Melancholie, vergebliche Liebe und die Neurosen des Mittelstandes. Von diesen Gefühlswelten erzählen viele der kurzen Geschichten in Kolja Mensings Buch „Minibar“. Nichts Neues in der deutschsprachigen Gegenwartsliteratur. Doch zum Glück thematisiert Mensing nicht nur die Luxusprobleme der Generation gut behüteter Mittdreißiger, sondern berichtet auch von Menschen, für die Bezeichnungen wie „Unterschicht“ oder bestenfalls „Prekariat“ wieder im allgemeinen Gebrauch sind. Mit dem Buch „Minibar“ und seinem Kurzfilm „13ter Stock“ war Kolja Mensing am Montagabend Gast in der Programmreihe „Nachtzeile“. In dieser Saison waren es politisch relevante Fragestellungen, die in der „Nachtzeile“ vorgestellt und diskutiert wurden. Ein gelungenes Programm, das nicht nur auf Themenvielfalt setzte, sondern auch unterschiedliche Formen politischen Schreibens berücksichtigte.

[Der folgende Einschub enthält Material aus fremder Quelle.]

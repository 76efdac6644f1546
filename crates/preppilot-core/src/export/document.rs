use crate::pack::{or_placeholder, PrepPack, PLACEHOLDER};

use super::cursor::{Block, DocumentCursor, Layout, PageGeometry};

pub const TITLE: &str = "PrepPilot — Interview Prep Pack";
pub const SUBTITLE: &str = "Generated using PydanticAI + OpenRouter | Full Stack AI Agent";
pub const FOOTER: &str = "Generated by PrepPilot • Full Stack AI Agent";

pub const SECTION_HEADERS: [&str; 6] = [
    "1) Role Summary",
    "2) Required Skills",
    "3) Technical Interview Questions (with Answer Outlines)",
    "4) HR Questions",
    "5) Resume Improvements",
    "6) 7-Day Study Plan",
];

fn list_or_placeholder(items: &[String]) -> Vec<String> {
    if items.is_empty() {
        vec![PLACEHOLDER.to_string()]
    } else {
        items.to_vec()
    }
}

/// Lay out the full prep pack on A4 pages.
pub fn layout_pack(pack: &PrepPack, generated_on: &str) -> Layout {
    let mut cursor = DocumentCursor::new(PageGeometry::A4);
    let stamp = format!("Generated on: {}", generated_on);

    cursor.emit(&Block::Title(TITLE));
    cursor.emit(&Block::Subtitle(SUBTITLE));
    cursor.emit(&Block::Subtitle(&stamp));
    cursor.emit(&Block::Spacer(6.0));

    cursor.emit(&Block::SectionHeader(SECTION_HEADERS[0]));
    cursor.emit(&Block::Paragraph(pack.summary_or_placeholder()));

    cursor.emit(&Block::SectionHeader(SECTION_HEADERS[1]));
    cursor.emit(&Block::Bullets(&list_or_placeholder(&pack.required_skills)));

    cursor.emit(&Block::SectionHeader(SECTION_HEADERS[2]));
    if pack.tech_questions.is_empty() {
        cursor.emit(&Block::Paragraph(PLACEHOLDER));
    }
    for (idx, q) in pack.tech_questions.iter().enumerate() {
        cursor.emit(&Block::Question {
            n: idx + 1,
            question: or_placeholder(&q.question),
            outline: or_placeholder(&q.answer_outline),
        });
    }

    cursor.emit(&Block::SectionHeader(SECTION_HEADERS[3]));
    cursor.emit(&Block::Numbered(&list_or_placeholder(&pack.hr_questions)));

    cursor.emit(&Block::SectionHeader(SECTION_HEADERS[4]));
    cursor.emit(&Block::Bullets(&list_or_placeholder(&pack.resume_improvements)));

    cursor.emit(&Block::SectionHeader(SECTION_HEADERS[5]));
    if pack.study_plan.is_empty() {
        cursor.emit(&Block::Paragraph(PLACEHOLDER));
    }
    for (idx, step) in pack.study_plan.iter().enumerate() {
        cursor.emit(&Block::Day { n: idx + 1, text: step });
    }

    cursor.emit(&Block::Footer(FOOTER));
    cursor.finish()
}

#[cfg(test)]
mod tests {
    use super::*;
    use crate::export::cursor::TextStyle;
    use crate::pack::TechQuestion;

    fn scenario() -> PrepPack {
        PrepPack {
            role_summary: "X".to_string(),
            required_skills: vec!["A".to_string(), "B".to_string()],
            tech_questions: vec![TechQuestion {
                question: "Q1".to_string(),
                answer_outline: "O1".to_string(),
            }],
            hr_questions: vec!["H1".to_string()],
            resume_improvements: vec!["R1".to_string()],
            study_plan: vec!["Day1 plan".to_string()],
        }
    }

    #[test]
    fn test_scenario_strings_present() {
        let layout = layout_pack(&scenario(), "01/01/2026, 09:00:00");
        let all: String = layout.texts().collect::<Vec<_>>().join("\n");
        for needle in ["X", "A", "B", "Q1", "O1", "H1", "R1", "Day1 plan"] {
            assert!(all.contains(needle), "missing {needle}");
        }
        assert!(all.contains("Generated on: 01/01/2026, 09:00:00"));
        assert_eq!(layout.page_count(), 1);
    }

    #[test]
    fn test_empty_pack_keeps_headers_and_placeholders() {
        let layout = layout_pack(&PrepPack::default(), "now");
        assert!(layout.page_count() >= 1);
        assert_eq!(layout.texts_styled(TextStyle::SectionHeader), SECTION_HEADERS.to_vec());

        let body = layout.texts_styled(TextStyle::Body);
        assert_eq!(body, vec!["—", "• —", "—", "1. —", "• —", "—"]);
    }

    #[test]
    fn test_question_blocks_in_order() {
        let pack = PrepPack {
            tech_questions: (1..=12)
                .map(|i| TechQuestion {
                    question: format!("Question {i}"),
                    answer_outline: format!("Outline {i}"),
                })
                .collect(),
            ..PrepPack::default()
        };
        let layout = layout_pack(&pack, "now");
        let questions: Vec<&str> = layout
            .texts_styled(TextStyle::Emphasis)
            .into_iter()
            .filter(|t| t.contains("Question"))
            .collect();
        let expected: Vec<String> = (1..=12).map(|i| format!("{i}. Question {i}")).collect();
        assert_eq!(questions, expected);

        let outlines = layout.texts().filter(|t| t.starts_with("Answer outline:")).count();
        assert_eq!(outlines, 12);
    }

    #[test]
    fn test_blank_question_uses_placeholder() {
        let pack = PrepPack {
            tech_questions: vec![TechQuestion {
                question: String::new(),
                answer_outline: "O1".to_string(),
            }],
            ..PrepPack::default()
        };
        let layout = layout_pack(&pack, "now");
        let questions: Vec<&str> = layout
            .texts_styled(TextStyle::Emphasis)
            .into_iter()
            .filter(|t| t.starts_with("1. "))
            .collect();
        assert_eq!(questions, vec!["1. —"]);
        assert!(layout.texts().any(|t| t == "Answer outline: O1"));
    }

    #[test]
    fn test_day_labels() {
        let pack = PrepPack {
            study_plan: (1..=7).map(|i| format!("step {i}")).collect(),
            ..PrepPack::default()
        };
        let layout = layout_pack(&pack, "now");
        let days: Vec<&str> = layout
            .texts_styled(TextStyle::Emphasis)
            .into_iter()
            .filter(|t| t.starts_with("Day "))
            .collect();
        assert_eq!(days, vec!["Day 1", "Day 2", "Day 3", "Day 4", "Day 5", "Day 6", "Day 7"]);
    }

    #[test]
    fn test_large_pack_spans_pages_and_ends_with_footer() {
        let long = "Explain trade-offs, give a concrete example and mention testing. ".repeat(6);
        let pack = PrepPack {
            role_summary: long.clone(),
            required_skills: (0..30).map(|i| format!("skill {i}")).collect(),
            tech_questions: (0..10)
                .map(|i| TechQuestion { question: format!("Q{i}: {long}"), answer_outline: long.clone() })
                .collect(),
            hr_questions: (0..5).map(|i| format!("hr {i}")).collect(),
            resume_improvements: (0..8).map(|i| format!("fix {i}")).collect(),
            study_plan: (0..7).map(|_| long.clone()).collect(),
        };
        let layout = layout_pack(&pack, "now");
        assert!(layout.page_count() > 2);
        assert_eq!(layout.texts().last(), Some(FOOTER));
    }
}
use serde::{Deserialize, Serialize};
use std::fs;
use std::path::{Path, PathBuf};
use anyhow::{Result, anyhow};

use crate::error::ConfigurationError;
use crate::pack::Level;

/// Environment variable holding the generation backend base URL.
pub const BACKEND_URL_ENV: &str = "PREPPILOT_BACKEND_URL";

#[derive(Serialize, Deserialize, Debug, Clone, Default, PartialEq)]
pub struct Config {
    pub backend_url: Option<String>,
    pub default_level: Option<Level>,
    pub export_dir: Option<PathBuf>,
}

impl Config {
    pub fn new() -> Self {
        Self::default()
    }

    pub fn load() -> Result<Self> {
        let config_path = Self::get_config_path()?;
        Self::load_from(&config_path)
    }

    pub fn load_from(config_path: &Path) -> Result<Self> {
        if !config_path.exists() {
            return Ok(Self::new());
        }

        let config_content = fs::read_to_string(config_path)?;
        let config: Config = serde_json::from_str(&config_content)?;
        Ok(config)
    }

    /// Load the config file, then let `.env` and the process environment
    /// override the backend URL.
    pub fn load_with_env() -> Self {
        dotenvy::dotenv().ok();

        let mut config = Self::load().unwrap_or_else(|err| {
            tracing::warn!("ignoring unreadable config file: {err}");
            Self::new()
        });
        config.apply_env(std::env::var(BACKEND_URL_ENV).ok());
        config
    }

    pub fn apply_env(&mut self, backend_url: Option<String>) {
        if let Some(url) = backend_url.filter(|u| !u.trim().is_empty()) {
            self.backend_url = Some(url);
        }
    }

    /// The configured base URL without trailing slashes.
    pub fn backend_url(&self) -> Result<String, ConfigurationError> {
        self.backend_url
            .as_deref()
            .map(|u| u.trim().trim_end_matches('/'))
            .filter(|u| !u.is_empty())
            .map(str::to_string)
            .ok_or(ConfigurationError::MissingBackendUrl)
    }

    pub fn level(&self) -> Level {
        self.default_level.unwrap_or_default()
    }

    /// Where exported PDFs go: the configured directory or the working directory.
    pub fn export_dir(&self) -> PathBuf {
        self.export_dir
            .clone()
            .unwrap_or_else(|| PathBuf::from("."))
    }

    fn get_config_path() -> Result<PathBuf> {
        let config_dir = dirs::config_dir()
            .ok_or_else(|| anyhow!("Could not determine config directory"))?;

        Ok(config_dir.join("preppilot").join("config.json"))
    }
}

Mensing gibt sich zu Beginn nicht ganz so politisch. Ein „Er“ (wahlweise auch ein „Ich“) und ein „Sie“ finden in den meisten Kurzgeschichten zueinander und trennen sich am Ende wieder. Ganz gleich ob in „Minibar“, „Papier“ oder „Staub“. An die Utopie der Liebe glaubt das Buch jedenfalls nicht. Immer wieder reduziert Mensing geschickt auf das Wesentliche. Er ist, wie er später sagt, an der „Mechanik der Geschichte“ interessiert. Auch wenn es ihm literarisch gelingt und man ihm gerne zuhört, erzählen diese Kurzprosatexte nichts wirklich Weltbewegendes. Interessanter sind die Geschichten aus „Minibar“, die die Kindheit thematisieren oder die ein anderes Milieu beschreiben. In seiner Erzählung „Bier“ gelingt es Mensing, die soziale Härte auch als solche wiederzugeben: „Achim war Mitte vierzig, und er war arbeitslos, genau wie der Dicke und der Idiot mit der kaputten Brille.“ Keine Spur von Elendsromantik und falscher Sozialutopie. Mensing zeigt sich an diesem Abend als Anthropologe, der zu Beginn seine eigene Herkunft beschreibt und dann den Blick auf ihm fremde Lebensumstände richtet. Schicksale, wie die von Achim gibt es auch in seinem Film „13. Stock“, eine Gemeinschaftsarbeit mit dem Dokumentarfilmer Florian Thalhofer. Vier Wochen sind die beiden als Geschichtensammler in ein Hochhaus in der Grohner Düne eingezogen, einer kleinen Trabantensiedlung bei Bremen. Einst gedacht als soziales Wohnbauprojekt und als sozialer Brennpunkt in Verruf gekommen. Der Dokumentarfilm ist interaktiv, besteht aus kurzen Clips und ist für die Rezeption am Computer gedacht. Aus einer unteren Leiste, die jeweils drei mögliche Kurzfilmschnipsel anbietet, muss der Betrachter immer wieder wählen und sich so durch die Leben der Bewohner klicken. Bei der öffentlichen Vorführung setzt Mensing auf Basisdemokratie. Mit Laserpointern ausgestattet, entscheidet die Mehrheit der Zuschauer, ob sie aus dem Leben des arbeitslosen Jens erfahren oder einer älteren Frau über das Ansehen der Siedlung zuhören möchte. Mensing und Thalhofer gelingt ein würdevoller Blick auf die Menschen, die sonst nur als gesellschaftliches Problem medial in Erscheinung treten. Dass man keine intimen Details erfährt, war den Filmemachern wichtig, wie Mensing in der anschliessenden Diskussion verrät. Und so zeigte der Abend, dass es sich lohnt, den eigenen Standpunkt zu verlassen und den weniger Privilegierten, eine Stimme zu geben.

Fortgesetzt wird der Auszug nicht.